Microbial proteases contribute to bitterness, while moreover casein
is degraded, which is unfavorable for, for instance, the cheese
production from that milk.
[0007] It is known that CO.sub.2 hinders the growth of
psychrotrophic microorganisms causing milk decay. Thus, King and
Mabbitt in J. Dairy Res. 49 (1982), 439-447 have investigated what
the effects are of concentrations of 10-30 mM CO.sub.2 on the
growth of such organisms in untreated whole milk. On the basis of
their work, they conclude that [0008] "the inhibitory effects of
CO.sub.2 were not due to increased acidity or to displacement of
dissolved O.sub.2, but to the presence of CO.sub.2 per se which
induced an increase in the duration of the lag phase of growth and
had only a small effect on the logarithmic phase".
[0009] Hotchkiss et al. teach in J. Dairy Sci. 82 (1999) 690-695
that in pasteurized milk, the addition of CO.sub.2 in amounts of
8.7 mM and higher in combination with the use of barrier films in
packages, extends shelf life. In particular, for cooled milk, the
shelf life has been found to increase by a day and a half when
using 8.7 mM CO.sub.2.
[0010] Further, the addition of CO.sub.2 to milk is also taught by
Ruas-Madiedo et al. in J. Agric. Food Chem. 46 (1998) 1552-1555 and
in Eur. Food Res. Technol. 212 (2000) 44-47 (both to a pH of
6.1-6.3); Ma et al. in J. Dairy Sci. 84 (2001) 1959-1968 (200-1000
ppm), Roberts and Torrey in J. Dairy Sci. 71 (1988) 52-66 (20-30
mM), Ma and Barbano in J. Dairy Sci. 86 (2003) 1578-1589 (400-2400
ppm), Guillaume et al. in J. Dairy Sci. 85 (2002) 2098-2105 (to pH
5.8).
[0011] Also, Ma and Barbano in J. Dairy Sci. 86 (2003) 3822-3830
describe that carbonating raw skim milk by adding CO.sub.2 in
amounts of at least 600 ppm has an advantageous effect in
pasteurization. In particular, this effect is attributed to the pH
decrease which the CO.sub.2 entails. CO.sub.2 is described as a
processing aid, which substance can be removed from the product
again by applying vacuum. Previously, Loss and Hotchkiss (J. Food
Prot. 65 (2002) 1924-1929) had already found a similar positive
effect in milk with 44-58 mM CO.sub.2.
[0012] In practice, there seems to be consensus about the fact that
at CO.sub.2 contents lower than 300-400 ppm no antimicrobiological
effect is associated with the CO.sub.2.
[0013] Despite the known bacteria-inhibiting action, carbon dioxide
addition to milk is not used on a commercial scale yet.

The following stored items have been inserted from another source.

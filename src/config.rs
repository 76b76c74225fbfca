/**
 * ============================================================================
 * MANAGER CONFIGURATION MODULE
 * ============================================================================
 *
 * PURPOSE: Configuration schema, persistence, and validation
 *
 * STORAGE: Configuration stored as JSON in app data directory
 * FILE PATH: {data_dir}/dev-services-manager/config.json
 *
 * FUNCTIONALITY:
 * - Define configuration schema with production defaults
 * - Validate configuration values
 * - Load configuration from disk
 * - Save configuration atomically
 *
 * ============================================================================
 */

use crate::error::{Result, ServiceError};
use serde::{Deserialize, Serialize};
use std::fs;
use std::path::{Path, PathBuf};
use std::time::Duration;

const APP_DIR_NAME: &str = "dev-services-manager";
const CONFIG_FILE_NAME: &str = "config.json";

/// Overrides the data directory, mostly for portable installs and tests.
pub const DATA_DIR_ENV: &str = "DEVSVC_DATA_DIR";

/**
 * Runtime tunables for the service management core
 * Everything time-related is stored in whole units to keep the JSON readable
 */
#[derive(Debug, Clone, Serialize, Deserialize, PartialEq)]
#[serde(default)]
pub struct ManagerConfig {
    // How long a submitted administrator password stays usable
    pub credential_ttl_seconds: u64,

    // Hard limit for every OS command
    pub command_timeout_seconds: u64,

    // How long to wait for a state transition to show up after a command
    pub verify_grace_ms: u64,

    // Re-probe interval inside the grace period
    pub verify_poll_ms: u64,

    // Concurrent control operations across different services
    pub max_parallel_operations: usize,

    // Concurrent status probes in one refresh
    pub probe_concurrency: usize,

    // Background status refresh interval
    pub refresh_interval_seconds: u64,

    // Per-subscriber event buffer before the oldest events are dropped
    pub event_capacity: usize,

    // Command records kept for the diagnostics view
    pub diagnostics_capacity: usize,

    // Log lines returned when the caller does not ask for a number
    pub default_log_lines: usize,
}

impl Default for ManagerConfig {
    fn default() -> Self {
        Self {
            credential_ttl_seconds: 300,
            command_timeout_seconds: 30,
            verify_grace_ms: 3000,
            verify_poll_ms: 250,
            max_parallel_operations: 4,
            probe_concurrency: 8,
            refresh_interval_seconds: 30,
            event_capacity: 256,
            diagnostics_capacity: 200,
            default_log_lines: 50,
        }
    }
}

impl ManagerConfig {
    /**
     * Validate configuration values
     * Returns Ok(()) if valid, Err(ServiceError::Config) naming the first bad field
     */
    pub fn validate(&self) -> Result<()> {
        fn check(ok: bool, message: &str) -> Result<()> {
            if ok {
                Ok(())
            } else {
                Err(ServiceError::Config(message.to_string()))
            }
        }

        check(
            (30..=3600).contains(&self.credential_ttl_seconds),
            "credential_ttl_seconds must be between 30 and 3600",
        )?;
        check(
            (1..=600).contains(&self.command_timeout_seconds),
            "command_timeout_seconds must be between 1 and 600",
        )?;
        check(self.verify_grace_ms <= 60_000, "verify_grace_ms must be 60000 or less")?;
        check(
            (10..=10_000).contains(&self.verify_poll_ms),
            "verify_poll_ms must be between 10 and 10000",
        )?;
        check(
            (1..=64).contains(&self.max_parallel_operations),
            "max_parallel_operations must be between 1 and 64",
        )?;
        check(
            (1..=64).contains(&self.probe_concurrency),
            "probe_concurrency must be between 1 and 64",
        )?;
        check(
            (5..=3600).contains(&self.refresh_interval_seconds),
            "refresh_interval_seconds must be between 5 and 3600",
        )?;
        check(
            (16..=65_536).contains(&self.event_capacity),
            "event_capacity must be between 16 and 65536",
        )?;
        check(
            (1..=10_000).contains(&self.diagnostics_capacity),
            "diagnostics_capacity must be between 1 and 10000",
        )?;
        check(
            (1..=1000).contains(&self.default_log_lines),
            "default_log_lines must be between 1 and 1000",
        )?;

        Ok(())
    }

    pub fn credential_ttl(&self) -> Duration {
        Duration::from_secs(self.credential_ttl_seconds)
    }

    pub fn command_timeout(&self) -> Duration {
        Duration::from_secs(self.command_timeout_seconds)
    }

    pub fn verify_grace(&self) -> Duration {
        Duration::from_millis(self.verify_grace_ms)
    }

    pub fn verify_poll(&self) -> Duration {
        Duration::from_millis(self.verify_poll_ms)
    }

    pub fn refresh_interval(&self) -> Duration {
        Duration::from_secs(self.refresh_interval_seconds)
    }
}

/**
 * Resolve the app data directory
 * DEVSVC_DATA_DIR wins, then the platform data dir, then the working directory
 */
pub fn data_dir() -> PathBuf {
    if let Some(dir) = std::env::var_os(DATA_DIR_ENV).filter(|v| !v.is_empty()) {
        return PathBuf::from(dir);
    }

    dirs::data_dir()
        .unwrap_or_else(|| PathBuf::from("."))
        .join(APP_DIR_NAME)
}

/**
 * Get path to configuration file
 * Returns {data_dir}/config.json
 */
pub fn config_path(data_dir: &Path) -> PathBuf {
    data_dir.join(CONFIG_FILE_NAME)
}

/**
 * Load configuration from disk
 * Returns default configuration if the file doesn't exist
 */
pub fn load_config(data_dir: &Path) -> Result<ManagerConfig> {
    let path = config_path(data_dir);

    if !path.exists() {
        log::info!("Manager config not found at {}, using defaults", path.display());
        return Ok(ManagerConfig::default());
    }

    let json_str = fs::read_to_string(&path)
        .map_err(|e| ServiceError::Config(format!("Failed to read config file: {}", e)))?;

    let config: ManagerConfig = serde_json::from_str(&json_str)
        .map_err(|e| ServiceError::Config(format!("Failed to parse config JSON: {}", e)))?;

    config.validate()?;

    log::info!("Loaded manager config from {}", path.display());
    Ok(config)
}

/**
 * Save configuration to disk atomically
 * Uses temporary file + rename to prevent corruption
 */
pub fn save_config(data_dir: &Path, config: &ManagerConfig) -> Result<()> {
    config.validate()?;

    fs::create_dir_all(data_dir)
        .map_err(|e| ServiceError::Config(format!("Failed to create config directory: {}", e)))?;

    let path = config_path(data_dir);
    let json_str = serde_json::to_string_pretty(config)?;

    let temp_path = path.with_extension("json.tmp");
    fs::write(&temp_path, json_str)
        .map_err(|e| ServiceError::Config(format!("Failed to write temporary config file: {}", e)))?;

    fs::rename(&temp_path, &path)
        .map_err(|e| ServiceError::Config(format!("Failed to save config file: {}", e)))?;

    log::info!("Saved manager config to {}", path.display());
    Ok(())
}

[0014] Further, a great deal is already known about the oxygen
content of a product and the effects thereof.
[0015] In an article by Murray et al. in J. Food Science 48 (1983),
1166-1169, passing nitrogen gas through raw milk is connected with
an extended lag phase and slower growth rate of psychrotrophs and
lactic acid bacteria.
[0016] Furthermore, for instance, D. B. Allen, in an article
entitled "De-aeration of liquids" in "The Australian Grapegrower
and Winemaker", Annual Technical Issue (1993), pp. 152-153 (Ryan
Publications, Adelaide Australia), describes that a low residual
dissolved oxygen concentration in liquid foods provides advantages
for the storage stability, the organoleptic properties and the
nutritional value. As possible techniques for lowering the oxygen
concentration, stripping with nitrogen gas or carbon dioxide gas is
pointed out.
[0017] Deoxygenation or carbonation of liquid foods or biological
products by injecting nitrogen gas or carbon dioxide gas into them
is also described in U.S. Pat. No. 4,766,001.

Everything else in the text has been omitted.